== WORK TASK ==
Lines below that hold the word "schematics" must be copied in full.

___ INFORMATION ___

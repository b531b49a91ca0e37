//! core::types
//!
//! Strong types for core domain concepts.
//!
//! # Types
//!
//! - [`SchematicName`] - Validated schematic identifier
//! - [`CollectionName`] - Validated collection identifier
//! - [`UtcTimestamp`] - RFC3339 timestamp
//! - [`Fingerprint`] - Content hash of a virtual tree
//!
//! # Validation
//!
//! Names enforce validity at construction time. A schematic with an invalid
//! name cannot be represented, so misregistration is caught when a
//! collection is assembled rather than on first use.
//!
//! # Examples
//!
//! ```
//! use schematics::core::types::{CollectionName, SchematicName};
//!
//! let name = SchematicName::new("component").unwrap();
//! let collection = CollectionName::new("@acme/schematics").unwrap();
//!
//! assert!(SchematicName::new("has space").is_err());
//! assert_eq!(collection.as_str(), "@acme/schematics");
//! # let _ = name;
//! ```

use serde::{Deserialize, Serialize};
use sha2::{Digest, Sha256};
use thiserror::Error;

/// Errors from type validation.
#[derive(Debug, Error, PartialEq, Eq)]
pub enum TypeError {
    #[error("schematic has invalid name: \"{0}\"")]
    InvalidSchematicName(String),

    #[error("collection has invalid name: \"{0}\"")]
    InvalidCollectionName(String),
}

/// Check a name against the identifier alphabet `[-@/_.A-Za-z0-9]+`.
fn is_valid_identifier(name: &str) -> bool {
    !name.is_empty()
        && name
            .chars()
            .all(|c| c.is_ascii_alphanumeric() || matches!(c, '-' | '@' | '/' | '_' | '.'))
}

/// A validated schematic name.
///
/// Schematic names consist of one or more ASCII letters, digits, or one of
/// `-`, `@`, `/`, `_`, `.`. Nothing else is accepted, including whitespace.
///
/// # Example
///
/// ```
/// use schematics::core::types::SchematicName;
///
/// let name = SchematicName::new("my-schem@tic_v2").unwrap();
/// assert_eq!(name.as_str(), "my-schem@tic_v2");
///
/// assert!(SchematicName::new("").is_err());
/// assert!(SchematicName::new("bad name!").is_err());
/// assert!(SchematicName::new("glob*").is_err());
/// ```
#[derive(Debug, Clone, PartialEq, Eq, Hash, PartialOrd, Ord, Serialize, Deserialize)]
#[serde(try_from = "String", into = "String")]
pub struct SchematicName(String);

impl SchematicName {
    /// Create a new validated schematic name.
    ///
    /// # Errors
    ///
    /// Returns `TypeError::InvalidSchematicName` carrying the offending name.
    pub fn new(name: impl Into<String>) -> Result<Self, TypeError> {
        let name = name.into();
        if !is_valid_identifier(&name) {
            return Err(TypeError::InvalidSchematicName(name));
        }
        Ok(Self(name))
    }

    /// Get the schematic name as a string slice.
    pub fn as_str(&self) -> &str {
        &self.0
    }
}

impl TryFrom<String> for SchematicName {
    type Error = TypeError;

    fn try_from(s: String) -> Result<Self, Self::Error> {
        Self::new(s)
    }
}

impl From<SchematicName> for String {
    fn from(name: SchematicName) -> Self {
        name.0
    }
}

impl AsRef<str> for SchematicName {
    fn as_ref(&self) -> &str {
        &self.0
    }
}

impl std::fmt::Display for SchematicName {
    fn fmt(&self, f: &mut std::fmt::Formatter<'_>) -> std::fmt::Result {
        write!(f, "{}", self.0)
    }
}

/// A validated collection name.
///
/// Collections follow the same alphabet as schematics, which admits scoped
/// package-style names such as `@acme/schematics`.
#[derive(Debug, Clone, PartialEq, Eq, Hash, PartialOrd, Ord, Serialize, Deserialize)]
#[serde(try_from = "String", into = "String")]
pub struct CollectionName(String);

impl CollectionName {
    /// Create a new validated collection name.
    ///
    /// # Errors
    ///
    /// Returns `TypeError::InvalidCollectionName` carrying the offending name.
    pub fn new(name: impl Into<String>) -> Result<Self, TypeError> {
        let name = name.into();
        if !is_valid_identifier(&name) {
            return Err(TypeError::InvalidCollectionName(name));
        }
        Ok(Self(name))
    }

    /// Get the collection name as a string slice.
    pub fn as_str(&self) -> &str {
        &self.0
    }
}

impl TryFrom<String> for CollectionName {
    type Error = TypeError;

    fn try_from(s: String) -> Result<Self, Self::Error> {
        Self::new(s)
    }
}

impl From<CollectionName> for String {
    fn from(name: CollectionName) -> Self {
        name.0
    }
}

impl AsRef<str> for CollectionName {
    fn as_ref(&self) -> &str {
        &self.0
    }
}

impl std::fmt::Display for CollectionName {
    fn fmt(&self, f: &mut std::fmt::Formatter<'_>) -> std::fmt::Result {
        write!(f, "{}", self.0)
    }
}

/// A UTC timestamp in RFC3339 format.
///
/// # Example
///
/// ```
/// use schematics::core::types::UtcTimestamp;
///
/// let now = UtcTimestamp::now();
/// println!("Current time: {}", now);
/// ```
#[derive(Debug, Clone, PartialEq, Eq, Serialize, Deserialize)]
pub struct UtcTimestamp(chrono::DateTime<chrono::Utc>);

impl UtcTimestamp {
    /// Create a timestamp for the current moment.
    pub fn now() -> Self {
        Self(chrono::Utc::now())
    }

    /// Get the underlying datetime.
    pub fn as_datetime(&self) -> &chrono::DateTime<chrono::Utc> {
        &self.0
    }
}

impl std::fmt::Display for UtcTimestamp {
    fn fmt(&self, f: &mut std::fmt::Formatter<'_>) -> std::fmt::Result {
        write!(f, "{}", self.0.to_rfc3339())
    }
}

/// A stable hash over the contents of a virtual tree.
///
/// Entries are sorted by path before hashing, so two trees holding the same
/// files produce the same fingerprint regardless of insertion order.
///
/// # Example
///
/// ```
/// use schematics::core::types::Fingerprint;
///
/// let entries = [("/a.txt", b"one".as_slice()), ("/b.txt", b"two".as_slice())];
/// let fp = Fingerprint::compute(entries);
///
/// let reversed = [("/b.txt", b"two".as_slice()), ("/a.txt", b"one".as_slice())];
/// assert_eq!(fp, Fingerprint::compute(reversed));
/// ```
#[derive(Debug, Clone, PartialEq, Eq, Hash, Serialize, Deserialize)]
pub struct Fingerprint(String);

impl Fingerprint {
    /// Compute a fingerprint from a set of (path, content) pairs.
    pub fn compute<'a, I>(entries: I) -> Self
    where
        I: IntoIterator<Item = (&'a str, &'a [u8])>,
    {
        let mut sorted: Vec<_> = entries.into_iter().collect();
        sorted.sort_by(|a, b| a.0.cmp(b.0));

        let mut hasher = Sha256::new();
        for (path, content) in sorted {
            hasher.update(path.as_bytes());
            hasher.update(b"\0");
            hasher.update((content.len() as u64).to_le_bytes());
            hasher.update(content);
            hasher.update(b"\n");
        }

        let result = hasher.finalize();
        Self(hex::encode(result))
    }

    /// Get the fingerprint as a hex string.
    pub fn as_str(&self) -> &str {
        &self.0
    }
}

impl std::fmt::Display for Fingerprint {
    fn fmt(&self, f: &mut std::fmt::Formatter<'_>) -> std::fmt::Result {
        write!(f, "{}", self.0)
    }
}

___

== ANSWER FOR THE TASK ==
//! use schematics::core::types::{CollectionName, SchematicName};
//! let collection = CollectionName::new("@acme/schematics").unwrap();
//! assert_eq!(collection.as_str(), "@acme/schematics");
/// use schematics::core::types::SchematicName;
/// Collections follow the same alphabet as schematics, which admits scoped
/// package-style names such as `@acme/schematics`.
/// use schematics::core::types::UtcTimestamp;
/// use schematics::core::types::Fingerprint;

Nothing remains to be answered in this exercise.